**Exercise brief:** Please copy the leading lines of the entries below exactly, concluding with the line in which "and stored words." occurs.

**Data shown:**
[Start of section]

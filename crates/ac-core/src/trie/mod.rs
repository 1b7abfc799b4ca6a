//! Mutable prefix tree with ranked completion, usage tracking and pruning.
//!
//! Words are case-folded on every entry point, so "Elastic" and "ELASTIC"
//! share one node. `Trie` itself has no interior locking; callers that share
//! it across threads wrap it in a `Mutex` (the cache is mutated on reads).
//!
//! Every time-dependent operation has an `_at` variant taking the current
//! instant as Unix epoch seconds.

mod node;

use std::time::Duration;

use tracing::{debug, debug_span, trace};

use crate::cache::ResultCache;
use crate::ranking::{now_epoch, sort_suggestions};
use crate::settings::{Config, ConfigError, ScoreWeights};
use crate::suggestion::Suggestion;

use node::Node;

/// Canonical case used for keys and stored words.
///
/// Folds per character, so the fold of a prefix is a prefix of the fold of
/// the word. `str::to_lowercase` breaks that for a word-final `Σ`.
pub fn normalize(word: &str) -> String {
    word.chars().flat_map(char::to_lowercase).collect()
}

pub struct Trie {
    root: Node,
    cache: ResultCache,
    weights: ScoreWeights,
    words: usize,
}

impl Trie {
    pub fn new(config: &Config) -> Result<Self, ConfigError> {
        config.validate()?;
        Ok(Self {
            root: Node::default(),
            cache: ResultCache::new(config.cache.capacity),
            weights: config.weights,
            words: 0,
        })
    }

    /// Number of stored words.
    pub fn len(&self) -> usize {
        self.words
    }

    pub fn is_empty(&self) -> bool {
        self.words == 0
    }

    /// Number of nodes, root included.
    pub fn node_count(&self) -> usize {
        self.root.count()
    }

    pub fn cache_len(&self) -> usize {
        self.cache.len()
    }

    pub fn weights(&self) -> &ScoreWeights {
        &self.weights
    }

    pub fn contains(&self, word: &str) -> bool {
        self.get(word).is_some()
    }

    /// Snapshot of a stored word, if present.
    pub fn get(&self, word: &str) -> Option<Suggestion> {
        let key = normalize(word);
        if key.is_empty() {
            return None;
        }
        self.root.descend(&key).and_then(Node::snapshot)
    }

    pub fn insert(&mut self, word: &str, score: f64) {
        self.insert_at(word, score, now_epoch());
    }

    /// Insert or re-score a word. Usage history of an existing word is kept.
    pub fn insert_at(&mut self, word: &str, score: f64, now: u64) {
        let key = normalize(word);
        if key.is_empty() {
            debug!("ignoring empty word");
            return;
        }
        let node = self.root.descend_or_insert(&key);
        if node.word.is_none() {
            node.word = Some(key.clone());
            self.words += 1;
        }
        node.score = score;
        node.updated_at = now;
        let dropped = self.cache.invalidate_word(&key);
        trace!(word = key.as_str(), score, dropped, "insert");
    }

    pub fn search(&mut self, prefix: &str, limit: usize) -> Vec<Suggestion> {
        self.search_at(prefix, limit, now_epoch())
    }

    /// Ranked completions of `prefix`, at most `limit` of them.
    pub fn search_at(&mut self, prefix: &str, limit: usize, now: u64) -> Vec<Suggestion> {
        let _span = debug_span!("search", prefix, limit).entered();
        if prefix.is_empty() || limit == 0 {
            return Vec::new();
        }

        if let Some(hit) = self.cache.get(prefix, limit) {
            trace!(count = hit.len(), "cache hit");
            return hit;
        }

        let key = normalize(prefix);
        let Some(start) = self.root.descend(&key) else {
            debug!("prefix not found");
            return Vec::new();
        };

        let mut results = Vec::new();
        start.collect(&mut results);
        let candidates = results.len();
        sort_suggestions(&mut results, &self.weights, now);
        results.truncate(limit);

        debug!(candidates, returned = results.len(), "cache miss");
        self.cache.put(prefix.to_string(), limit, results.clone());
        results
    }

    pub fn record_selection(&mut self, word: &str) -> bool {
        self.record_selection_at(word, now_epoch())
    }

    /// Count one use of `word`. Only an exact terminal match is touched;
    /// returns `false` (and changes nothing) otherwise.
    pub fn record_selection_at(&mut self, word: &str, now: u64) -> bool {
        let key = normalize(word);
        if key.is_empty() {
            return false;
        }
        let Some(node) = self.root.descend_mut(&key) else {
            trace!(word = key.as_str(), "selection of unknown word");
            return false;
        };
        if node.word.as_deref() != Some(key.as_str()) {
            trace!(word = key.as_str(), "selection of non-terminal prefix");
            return false;
        }
        node.frequency = node.frequency.saturating_add(1);
        node.last_used = now;
        let frequency = node.frequency;
        self.cache.invalidate_word(&key);
        debug!(word = key.as_str(), frequency, "selection recorded");
        true
    }

    pub fn cleanup(&mut self, max_age: Duration) -> usize {
        self.cleanup_at(max_age, now_epoch())
    }

    /// Prune every node that is stale (or non-terminal) and has no live
    /// descendants. The root is never removed. Returns the number of nodes
    /// dropped.
    pub fn cleanup_at(&mut self, max_age: Duration, now: u64) -> usize {
        let _span = debug_span!("cleanup", max_age_secs = max_age.as_secs()).entered();
        let before = self.words;
        let removed = self.root.prune_children(now, max_age);
        if removed > 0 {
            self.words = self.root.word_count();
            self.cache.clear();
        }
        debug!(removed, words_before = before, words_after = self.words, "cleanup done");
        removed
    }
}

[End of section]

**Answer:**
filename crates/ac-core/src/trie/mod.rs
repository 1b7abfc799b4ca6a
//! Mutable prefix tree with ranked completion, usage tracking and pruning.
//!
//! Words are case-folded on every entry point, so "Elastic" and "ELASTIC"
//! share one node. `Trie` itself has no interior locking; callers that share
//! it across threads wrap it in a `Mutex` (the cache is mutated on reads).
//!
//! Every time-dependent operation has an `_at` variant taking the current
//! instant as Unix epoch seconds.

mod node;

use std::time::Duration;

use tracing::{debug, debug_span, trace};

use crate::cache::ResultCache;
use crate::ranking::{now_epoch, sort_suggestions};
use crate::settings::{Config, ConfigError, ScoreWeights};
use crate::suggestion::Suggestion;

use node::Node;

/// Canonical case used for keys and stored words.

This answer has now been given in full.